Aliwalas: My producer, Douglas Bachman encouraged me to star in the film. He believed that I could carry the film and saw this as a great opportunity to be "a triple threat"writer, director, actor.

Karen: What was the most exciting aspect of making Disoriented?

Aliwalas: I loved the loneliness and solitude of writing. But I equally adore the social environment of a shoot and having to answer, literally, dozens of questions on the set-both technical and aesthetic. And watching the characters coming alive when shaping the film in the cutting room was pretty wonderful as well.

Karen: What was the toughest?

Aliwalas: Having to switch my directing and acting hats. I was forced to dive into a character who is the antithesis of who I am.

Karen: What are some of your favorite movies?

Aliwalas: My list of favorites is chronically changing. But the films that have left an indelible impression include Citizen Kane, Persona, Star Wars, Breathless and It's A Wonderful Life.

Karen: In that order?

Aliwalas: Not really.

Karen: Any on that list that inspired Disoriented?

Aliwalas: Disoriented is a Filipino-American version of It's A Wonderful Life. Both films have a character who is charming yet lost. Both are set in small-town America, populated by quirky folks. And both films are essentially about listening to your heart and making the right choices.

Karen: What would you compare movie-making to?

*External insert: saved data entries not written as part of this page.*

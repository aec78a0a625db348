//! Binary graph encoding.
//!
//! The stream opens with a 16-bit object count, then the depth-first
//! encoding of the root. Each object is assigned its id *before* its
//! fields are encoded, so aliasing and cycles become 3-byte
//! back-references (`HEAD` plus the id with [`header::OBJECT_ID_BIT`]
//! set). A record is `HEAD`, its 16-bit type id, a 16-bit size in
//! 32-bit words, then one tagged entry per field; the size follows the
//! receiver's layout rule: one word of header, one word per int-sized
//! scalar, two words for long/double/references, plus one padding word
//! when a two-word entry would start at an odd offset.
//!
//! Only int, long, float and double survive as scalars, and only their
//! array types as arrays. Everything else (object arrays, short fields,
//! strings, custom-serialized kinds) is rejected.

use log::trace;

use javelin_core::error::WireError;
use javelin_core::header;
use javelin_core::identity::IdentityTracker;
use javelin_core::provider::TypeProvider;
use javelin_core::types::{FieldDef, JavaType, PrimKind, QualifiedName};
use javelin_core::value::{ObjRef, ObjectBody, PrimArray, Value};
use javelin_registry::TypeRegistry;

use crate::bytes::ByteWriter;
use crate::tags::WireTag;

/// One encoding session: a shared id space and one output stream.
pub struct BinaryEncoder<'a> {
    registry: &'a mut TypeRegistry,
    provider: &'a dyn TypeProvider,
    body: ByteWriter,
    ids: IdentityTracker<u16>,
    counter: u16,
    little_endian: bool,
}

impl<'a> BinaryEncoder<'a> {
    pub fn new(
        registry: &'a mut TypeRegistry,
        provider: &'a dyn TypeProvider,
        little_endian: bool,
    ) -> Self {
        BinaryEncoder {
            registry,
            provider,
            body: ByteWriter::new(little_endian),
            ids: IdentityTracker::new(),
            counter: 0,
            little_endian,
        }
    }

    /// Encodes one root. May be called repeatedly; all roots share the
    /// session's id space and envelope count.
    pub fn encode(&mut self, root: &Value) -> Result<(), WireError> {
        match root {
            Value::Null => {
                self.write_null();
                Ok(())
            }
            Value::Ref(obj) => self.encode_object(obj),
            scalar => Err(WireError::Unsupported(scalar_type(scalar))),
        }
    }

    /// The finished stream: envelope count word plus the encoded body.
    pub fn finish(self) -> Vec<u8> {
        let mut out = ByteWriter::new(self.little_endian);
        out.write_u16(self.counter);
        out.extend(&self.body.into_bytes());
        out.into_bytes()
    }

    fn write_null(&mut self) {
        self.body.write_u8(header::HEAD);
        self.body.write_u16(header::NULL_ID);
    }

    fn encode_object(&mut self, obj: &ObjRef) -> Result<(), WireError> {
        if let Some(&id) = self.ids.get(obj) {
            self.body.write_u8(header::HEAD);
            self.body.write_u16(id | header::OBJECT_ID_BIT);
            return Ok(());
        }
        if self.counter >= header::OBJECT_ID_BIT {
            return Err(WireError::TooManyObjects);
        }
        self.ids.insert(obj, self.counter);
        self.counter += 1;

        let body = obj.body();
        match &*body {
            ObjectBody::PrimArray(arr) => self.encode_prim_array(arr),
            ObjectBody::RefArray { component, .. } => {
                Err(WireError::Unsupported(JavaType::ref_array(component.clone())))
            }
            ObjectBody::Str(_) => {
                // strings report a custom serializer, which has no
                // wire implementation
                let did = self.registry.register(&JavaType::string(), self.provider)?;
                self.registry.mark_instantiated(did);
                Err(WireError::Unsupported(JavaType::string()))
            }
            ObjectBody::Record { class, fields } => self.encode_record(class, fields),
        }
    }

    fn encode_prim_array(&mut self, arr: &PrimArray) -> Result<(), WireError> {
        let tag = WireTag::for_array(arr.kind())
            .ok_or_else(|| WireError::Unsupported(JavaType::PrimArray(arr.kind())))?;
        self.body.write_u8(tag.into());
        match arr {
            PrimArray::Int(v) => {
                self.body.write_u32(v.len() as u32);
                for e in v {
                    self.body.write_i32(*e);
                }
            }
            PrimArray::Long(v) => {
                self.body.write_u32(v.len() as u32);
                for e in v {
                    self.body.write_i64(*e);
                }
            }
            PrimArray::Float(v) => {
                self.body.write_u32(v.len() as u32);
                for e in v {
                    self.body.write_f32(*e);
                }
            }
            PrimArray::Double(v) => {
                self.body.write_u32(v.len() as u32);
                for e in v {
                    self.body.write_f64(*e);
                }
            }
            _ => unreachable!("tag lookup rejects other kinds"),
        }
        Ok(())
    }

    fn encode_record(
        &mut self,
        class: &QualifiedName,
        values: &[Value],
    ) -> Result<(), WireError> {
        let did = self
            .registry
            .register(&JavaType::Class(class.clone()), self.provider)?;
        self.registry.mark_instantiated(did);
        let desc = self.registry.get(did);
        if desc.kind().has_custom_serializer() {
            return Err(WireError::Unsupported(desc.ty().clone()));
        }
        let type_id = desc.type_id();
        let fields = desc.fields().to_vec();
        if fields.len() != values.len() {
            return Err(WireError::FieldMismatch {
                class: class.clone(),
                declared: fields.len(),
                actual: values.len(),
            });
        }

        let size = record_size(&fields);
        trace!("encoding {class} as type id {type_id}, {size} words");
        self.body.write_u8(header::HEAD);
        // the registry caps record ids at LAST_RECORD_ID, so the cast
        // cannot clip into the object-id bit
        self.body.write_u16(type_id as u16);
        self.body.write_u16(size as u16);

        for (field, value) in fields.iter().zip(values) {
            self.encode_field(class, field, value)?;
        }
        Ok(())
    }

    fn encode_field(
        &mut self,
        class: &QualifiedName,
        field: &FieldDef,
        value: &Value,
    ) -> Result<(), WireError> {
        let mismatch = || WireError::FieldAccess {
            class: class.clone(),
            field: field.name.clone(),
        };
        match &field.ty {
            JavaType::Prim(kind) => {
                let tag = WireTag::for_field(*kind)
                    .ok_or_else(|| WireError::Unsupported(JavaType::Prim(*kind)))?;
                self.body.write_u8(tag.into());
                match (kind, value) {
                    (PrimKind::Int, Value::Int(v)) => self.body.write_i32(*v),
                    (PrimKind::Long, Value::Long(v)) => self.body.write_i64(*v),
                    (PrimKind::Float, Value::Float(v)) => self.body.write_f32(*v),
                    (PrimKind::Double, Value::Double(v)) => self.body.write_f64(*v),
                    _ => return Err(mismatch()),
                }
                Ok(())
            }
            _ => match value {
                Value::Null => {
                    self.write_null();
                    Ok(())
                }
                Value::Ref(obj) => self.encode_object(obj),
                _ => Err(mismatch()),
            },
        }
    }
}

/// Receiver-layout size of a record, in 32-bit words: header word, one
/// word per int-sized scalar, an even-aligned pair of words for
/// everything else.
pub fn record_size(fields: &[FieldDef]) -> u32 {
    let mut size: u32 = 1;
    for field in fields {
        let delta = match &field.ty {
            JavaType::Prim(k) if k.words() == 1 => 1,
            _ => {
                if size % 2 > 0 {
                    3
                } else {
                    2
                }
            }
        };
        size += delta;
    }
    size
}

fn scalar_type(value: &Value) -> JavaType {
    match value {
        Value::Bool(_) => JavaType::Prim(PrimKind::Bool),
        Value::Byte(_) => JavaType::Prim(PrimKind::Byte),
        Value::Char(_) => JavaType::Prim(PrimKind::Char),
        Value::Short(_) => JavaType::Prim(PrimKind::Short),
        Value::Int(_) => JavaType::Prim(PrimKind::Int),
        Value::Long(_) => JavaType::Prim(PrimKind::Long),
        Value::Float(_) => JavaType::Prim(PrimKind::Float),
        Value::Double(_) => JavaType::Prim(PrimKind::Double),
        Value::Null | Value::Ref(_) => JavaType::class(QualifiedName::OBJECT),
    }
}

#[cfg(test)]
mod tests {
    use super::*;
    use javelin_core::provider::ClassPool;

    fn point_pool() -> ClassPool {
        let mut pool = ClassPool::new();
        pool.record("Point", vec![
            FieldDef::new("x", JavaType::Prim(PrimKind::Int)),
            FieldDef::new("y", JavaType::Prim(PrimKind::Int)),
        ]);
        pool
    }

    #[test]
    fn null_root_encodes_as_empty_envelope_and_marker() {
        let pool = ClassPool::new();
        let mut reg = TypeRegistry::new();
        let mut enc = BinaryEncoder::new(&mut reg, &pool, true);
        enc.encode(&Value::Null).unwrap();
        assert_eq!(enc.finish(), vec![0, 0, 0x00, 0, 0]);
    }

    #[test]
    fn record_stream_layout() {
        let pool = point_pool();
        let mut reg = TypeRegistry::new();
        let mut enc = BinaryEncoder::new(&mut reg, &pool, true);
        let p = Value::record("Point", vec![Value::Int(7), Value::Int(-1)]);
        enc.encode(&p).unwrap();
        assert_eq!(
            enc.finish(),
            vec![
                1, 0, // one object
                0x00, 4, 0, // head, type id 4
                3, 0, // 3 words: header + two ints
                0xfc, 7, 0, 0, 0, // int field
                0xfc, 0xff, 0xff, 0xff, 0xff, // int field -1
            ]
        );
    }

    #[test]
    fn shared_object_becomes_a_back_reference() {
        let mut pool = ClassPool::new();
        pool.record("Leaf", vec![FieldDef::new("v", JavaType::Prim(PrimKind::Int))]);
        pool.record("Pair", vec![
            FieldDef::new("a", JavaType::class("Leaf")),
            FieldDef::new("b", JavaType::class("Leaf")),
        ]);
        let mut reg = TypeRegistry::new();
        let mut enc = BinaryEncoder::new(&mut reg, &pool, true);
        let leaf = Value::record("Leaf", vec![Value::Int(5)]);
        let pair = Value::record("Pair", vec![leaf.clone(), leaf.clone()]);
        enc.encode(&pair).unwrap();
        let bytes = enc.finish();
        // second occurrence: head + (id 1 | OBJECT_ID_BIT), 3 bytes
        let tail = &bytes[bytes.len() - 3..];
        assert_eq!(tail, &[0x00, 0x01, 0x80]);
    }

    #[test]
    fn self_cycle_encodes_a_back_reference() {
        let mut pool = ClassPool::new();
        pool.record("Node", vec![FieldDef::new("next", JavaType::class("Node"))]);
        let mut reg = TypeRegistry::new();
        let mut enc = BinaryEncoder::new(&mut reg, &pool, true);
        let node = Value::record("Node", vec![Value::Null]);
        let obj = node.as_ref().unwrap().clone();
        obj.set_field(0, Value::Ref(obj.clone()));
        enc.encode(&node).unwrap();
        // head, type id 4, size 4 (the reference starts at the odd word
        // 1 and pads to 2), then the 3-byte back-reference to object 0
        assert_eq!(enc.finish(), vec![1, 0, 0x00, 4, 0, 4, 0, 0x00, 0x00, 0x80]);
    }

    #[test]
    fn size_word_follows_the_alignment_rule() {
        let mk = |tys: &[JavaType]| {
            tys.iter()
                .enumerate()
                .map(|(i, t)| FieldDef::new(&format!("f{i}"), t.clone()))
                .collect::<Vec<_>>()
        };
        let int = JavaType::Prim(PrimKind::Int);
        let dbl = JavaType::Prim(PrimKind::Double);
        // double lands at the even offset 2: no padding
        assert_eq!(record_size(&mk(&[int.clone(), dbl.clone(), int.clone()])), 5);
        // double at offset 1 pads one word first
        assert_eq!(record_size(&mk(&[dbl.clone(), int.clone(), int.clone()])), 6);
        assert_eq!(record_size(&mk(&[])), 1);
        // references are two words
        assert_eq!(record_size(&mk(&[int, JavaType::class("X")])), 4);
    }

    #[test]
    fn unsupported_kinds_are_rejected() {
        let mut pool = ClassPool::new();
        pool.record("HasShort", vec![
            FieldDef::new("s", JavaType::Prim(PrimKind::Short)),
        ]);
        let mut reg = TypeRegistry::new();

        let mut enc = BinaryEncoder::new(&mut reg, &pool, true);
        let err = enc
            .encode(&Value::record("HasShort", vec![Value::Short(1)]))
            .unwrap_err();
        assert!(matches!(err, WireError::Unsupported(JavaType::Prim(PrimKind::Short))));

        let mut enc = BinaryEncoder::new(&mut reg, &pool, true);
        let err = enc
            .encode(&Value::prim_array(PrimArray::Bool(vec![true])))
            .unwrap_err();
        assert!(matches!(err, WireError::Unsupported(JavaType::PrimArray(PrimKind::Bool))));

        let mut enc = BinaryEncoder::new(&mut reg, &pool, true);
        let arr = Value::ref_array(JavaType::class("HasShort"), vec![]);
        assert!(matches!(enc.encode(&arr), Err(WireError::Unsupported(_))));

        let mut enc = BinaryEncoder::new(&mut reg, &pool, true);
        assert!(matches!(
            enc.encode(&Value::string("no")),
            Err(WireError::Unsupported(_))
        ));
    }

    #[test]
    fn int_array_dump_is_length_prefixed() {
        let pool = ClassPool::new();
        let mut reg = TypeRegistry::new();
        let mut enc = BinaryEncoder::new(&mut reg, &pool, true);
        enc.encode(&Value::int_array(vec![1, 2])).unwrap();
        assert_eq!(
            enc.finish(),
            vec![1, 0, 0xf4, 2, 0, 0, 0, 1, 0, 0, 0, 2, 0, 0, 0]
        );
    }
}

Aliwalas: Jumping out of a B-1 bomber blindfolded and without a parachute.

Karen: So why do it?

Aliwalas: It is the most exhilarating, most exasperating experience. It is my extreme sport.

Karen: What's next?

Aliwalas: I have two scripts that I am tweaking. One is the second installment to my Fil-Am trilogy, called Santa Cruzan. It's a modern retelling of the Cinderella story set in Jersey City. The other script, Attractive Nuisance, is a romantic comedy about a man overcoming a romantic tragedy. I'm hoping to find the financing to make either film.